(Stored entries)
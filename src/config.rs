//! Engine configuration.
//!
//! Grid resolution and rasterizer tuning are plain values threaded through
//! every call, never globals. Everything has a default matching the
//! `geography` index layout (four 16×16 levels, spherical earth).
use serde::de::Error;
use serde::{Deserialize, Serialize};

/// Per-level grid size of the cell hierarchy.
#[derive(Debug, Clone, Copy, PartialEq, Eq, Hash, Serialize, Deserialize, Default)]
#[serde(rename_all = "snake_case")]
pub enum GridSize {
    /// 4×4, 16 cells
    Low,
    /// 8×8, 64 cells
    Medium,
    /// 16×16, 256 cells
    #[default]
    High,
}

impl GridSize {
    pub const fn get(self) -> u32 {
        match self {
            GridSize::Low => 4,
            GridSize::Medium => 8,
            GridSize::High => 16,
        }
    }
}

/// Grid sizes of the four cell levels, top down.
#[derive(Debug, Clone, Copy, PartialEq, Eq, Hash, Serialize, Deserialize, Default)]
pub struct SpatialGrid {
    pub levels: [GridSize; 4],
}

impl SpatialGrid {
    pub const fn new(levels: [GridSize; 4]) -> Self {
        Self { levels }
    }

    pub const fn high() -> Self {
        Self::new([GridSize::High; 4])
    }

    /// Cells per axis at level `i` (0-based).
    pub fn size(&self, i: usize) -> u32 {
        self.levels[i].get()
    }

    /// Leaf pixels per axis across the whole unit square (65536 for 16⁴).
    pub fn max_id(&self) -> u32 {
        self.levels.iter().map(|g| g.get()).product()
    }

    /// Leaf pixels per axis inside one cell of level `i` (0-based).
    pub fn block(&self, i: usize) -> u32 {
        self.levels[i + 1..].iter().map(|g| g.get()).product()
    }

    pub fn is_high(&self) -> bool {
        self.levels.iter().all(|g| *g == GridSize::High)
    }
}

/// Earth radius model used by the distance formulas.
#[derive(Debug, Clone, Copy, PartialEq, Eq, Serialize, Deserialize, Default)]
#[serde(rename_all = "snake_case")]
pub enum EarthModel {
    /// Fixed mean radius.
    #[default]
    Sphere,
    /// Radius interpolated between the WGS84 semi-axes by latitude.
    Ellipsoid,
}

/// Engine configuration
///
/// # Example
///
/// ```rust
/// use geocell::Config;
///
/// let json = r#"{
///     "earth": "sphere",
///     "segment_meters": 50000.0,
///     "bisection_iterations": 12
/// }"#;
/// let config = Config::from_json(json).unwrap();
/// assert_eq!(config.bisection_iterations, 12);
/// assert_eq!(config.circle_points_per_degree, 32);
/// ```
#[derive(Debug, Clone, PartialEq, Serialize, Deserialize)]
#[serde(deny_unknown_fields)]
pub struct Config {
    #[serde(default)]
    pub grid: SpatialGrid,

    #[serde(default)]
    pub earth: EarthModel,

    /// Great-circle distance between tessellation points on rectangle edges.
    #[serde(default = "Config::default_segment_meters")]
    pub segment_meters: f64,

    /// Boundary points per degree of circle radius, rounded up to a multiple of 32.
    #[serde(default = "Config::default_circle_points_per_degree")]
    pub circle_points_per_degree: usize,

    /// Maximum bisection steps when locating a circle's equator crossing.
    #[serde(default = "Config::default_bisection_iterations")]
    pub bisection_iterations: usize,

    /// Bisection stops once the bracket is shorter than this.
    #[serde(default = "Config::default_bisection_tolerance_meters")]
    pub bisection_tolerance_meters: f64,

    /// Capacity of the sort-and-dedupe cell buffer.
    #[serde(default = "Config::default_sink_buffer_size")]
    pub sink_buffer_size: usize,
}

impl Config {
    const fn default_segment_meters() -> f64 {
        100_000.0
    }

    const fn default_circle_points_per_degree() -> usize {
        32
    }

    const fn default_bisection_iterations() -> usize {
        10
    }

    const fn default_bisection_tolerance_meters() -> f64 {
        5.0
    }

    const fn default_sink_buffer_size() -> usize {
        256
    }

    pub fn with_grid(mut self, grid: SpatialGrid) -> Self {
        self.grid = grid;
        self
    }

    pub fn with_earth(mut self, earth: EarthModel) -> Self {
        self.earth = earth;
        self
    }

    pub fn with_segment_meters(mut self, meters: f64) -> Self {
        self.segment_meters = meters;
        self
    }

    pub fn with_bisection(mut self, iterations: usize, tolerance_meters: f64) -> Self {
        self.bisection_iterations = iterations;
        self.bisection_tolerance_meters = tolerance_meters;
        self
    }

    pub fn with_sink_buffer_size(mut self, size: usize) -> Self {
        assert!(size > 0, "Sink buffer size must be greater than zero");
        self.sink_buffer_size = size;
        self
    }

    pub fn validate(&self) -> Result<(), String> {
        if !self.segment_meters.is_finite() || self.segment_meters <= 0.0 {
            return Err("Segment length must be positive and finite".to_string());
        }
        if self.circle_points_per_degree == 0 {
            return Err("Circle points per degree must be greater than zero".to_string());
        }
        if self.bisection_iterations == 0 || self.bisection_iterations > 64 {
            return Err("Bisection iterations must be between 1 and 64".to_string());
        }
        if !self.bisection_tolerance_meters.is_finite() || self.bisection_tolerance_meters <= 0.0 {
            return Err("Bisection tolerance must be positive and finite".to_string());
        }
        if self.sink_buffer_size == 0 {
            return Err("Sink buffer size must be greater than zero".to_string());
        }
        if self.segment_meters < 1000.0 {
            log::warn!(
                "Segment length of {} m produces very dense rectangle outlines",
                self.segment_meters
            );
        }
        Ok(())
    }

    pub fn from_json(json: &str) -> Result<Self, serde_json::Error> {
        let config: Config = serde_json::from_str(json)?;
        if let Err(e) = config.validate() {
            return Err(serde_json::Error::custom(e));
        }
        Ok(config)
    }

    pub fn to_json(&self) -> Result<String, serde_json::Error> {
        serde_json::to_string_pretty(self)
    }

    #[cfg(feature = "toml")]
    pub fn from_toml(toml_str: &str) -> Result<Self, toml::de::Error> {
        let config: Config = toml::from_str(toml_str)?;
        if let Err(e) = config.validate() {
            return Err(toml::de::Error::custom(e));
        }
        Ok(config)
    }

    #[cfg(feature = "toml")]
    pub fn to_toml(&self) -> Result<String, toml::ser::Error> {
        toml::to_string_pretty(self)
    }
}

impl Default for Config {
    fn default() -> Self {
        Self {
            grid: SpatialGrid::default(),
            earth: EarthModel::default(),
            segment_meters: Self::default_segment_meters(),
            circle_points_per_degree: Self::default_circle_points_per_degree(),
            bisection_iterations: Self::default_bisection_iterations(),
            bisection_tolerance_meters: Self::default_bisection_tolerance_meters(),
            sink_buffer_size: Self::default_sink_buffer_size(),
        }
    }
}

- Task statement:
Going back to the entries above, set down exactly the lines that begin at the one with "levels, top down." and end at the one with "circle's equator crossing.", both included, and nothing else.

- Answer space:
/// Grid sizes of the four cell levels, top down.
#[derive(Debug, Clone, Copy, PartialEq, Eq, Hash, Serialize, Deserialize, Default)]
pub struct SpatialGrid {
    pub levels: [GridSize; 4],
}

impl SpatialGrid {
    pub const fn new(levels: [GridSize; 4]) -> Self {
        Self { levels }
    }

    pub const fn high() -> Self {
        Self::new([GridSize::High; 4])
    }

    /// Cells per axis at level `i` (0-based).
    pub fn size(&self, i: usize) -> u32 {
        self.levels[i].get()
    }

    /// Leaf pixels per axis across the whole unit square (65536 for 16⁴).
    pub fn max_id(&self) -> u32 {
        self.levels.iter().map(|g| g.get()).product()
    }

    /// Leaf pixels per axis inside one cell of level `i` (0-based).
    pub fn block(&self, i: usize) -> u32 {
        self.levels[i + 1..].iter().map(|g| g.get()).product()
    }

    pub fn is_high(&self) -> bool {
        self.levels.iter().all(|g| *g == GridSize::High)
    }
}

/// Earth radius model used by the distance formulas.
#[derive(Debug, Clone, Copy, PartialEq, Eq, Serialize, Deserialize, Default)]
#[serde(rename_all = "snake_case")]
pub enum EarthModel {
    /// Fixed mean radius.
    #[default]
    Sphere,
    /// Radius interpolated between the WGS84 semi-axes by latitude.
    Ellipsoid,
}

/// Engine configuration
///
/// # Example
///
/// ```rust
/// use geocell::Config;
///
/// let json = r#"{
///     "earth": "sphere",
///     "segment_meters": 50000.0,
///     "bisection_iterations": 12
/// }"#;
/// let config = Config::from_json(json).unwrap();
/// assert_eq!(config.bisection_iterations, 12);
/// assert_eq!(config.circle_points_per_degree, 32);
/// ```
#[derive(Debug, Clone, PartialEq, Serialize, Deserialize)]
#[serde(deny_unknown_fields)]
pub struct Config {
    #[serde(default)]
    pub grid: SpatialGrid,

    #[serde(default)]
    pub earth: EarthModel,

    /// Great-circle distance between tessellation points on rectangle edges.
    #[serde(default = "Config::default_segment_meters")]
    pub segment_meters: f64,

    /// Boundary points per degree of circle radius, rounded up to a multiple of 32.
    #[serde(default = "Config::default_circle_points_per_degree")]
    pub circle_points_per_degree: usize,

    /// Maximum bisection steps when locating a circle's equator crossing.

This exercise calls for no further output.